**TASK INSTRUCTIONS**
Please copy out every line in the entries that includes the word "config".

**DATA FOR ANALYSIS**
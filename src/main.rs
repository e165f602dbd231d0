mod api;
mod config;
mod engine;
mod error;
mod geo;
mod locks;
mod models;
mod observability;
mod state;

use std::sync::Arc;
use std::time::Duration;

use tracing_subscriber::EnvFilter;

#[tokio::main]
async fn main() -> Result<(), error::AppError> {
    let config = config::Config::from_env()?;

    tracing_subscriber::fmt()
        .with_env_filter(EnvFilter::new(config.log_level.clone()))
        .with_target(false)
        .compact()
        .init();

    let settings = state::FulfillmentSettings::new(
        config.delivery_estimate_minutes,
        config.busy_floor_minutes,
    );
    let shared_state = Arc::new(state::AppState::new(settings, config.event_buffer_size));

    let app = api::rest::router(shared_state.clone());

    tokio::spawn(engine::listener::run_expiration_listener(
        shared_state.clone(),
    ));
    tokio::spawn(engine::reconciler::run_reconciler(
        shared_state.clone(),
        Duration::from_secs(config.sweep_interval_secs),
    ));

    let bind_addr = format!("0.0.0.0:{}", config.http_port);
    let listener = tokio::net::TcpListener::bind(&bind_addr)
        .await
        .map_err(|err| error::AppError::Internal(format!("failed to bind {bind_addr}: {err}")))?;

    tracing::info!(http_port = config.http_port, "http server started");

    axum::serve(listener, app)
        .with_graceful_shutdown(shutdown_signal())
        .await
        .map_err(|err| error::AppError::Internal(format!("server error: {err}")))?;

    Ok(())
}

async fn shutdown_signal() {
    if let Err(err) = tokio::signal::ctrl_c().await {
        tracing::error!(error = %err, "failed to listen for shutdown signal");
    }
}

**REPLY**
mod config;
    let config = config::Config::from_env()?;
        .with_env_filter(EnvFilter::new(config.log_level.clone()))
        config.delivery_estimate_minutes,
        config.busy_floor_minutes,
    let shared_state = Arc::new(state::AppState::new(settings, config.event_buffer_size));
        Duration::from_secs(config.sweep_interval_secs),
    let bind_addr = format!("0.0.0.0:{}", config.http_port);
    tracing::info!(http_port = config.http_port, "http server started");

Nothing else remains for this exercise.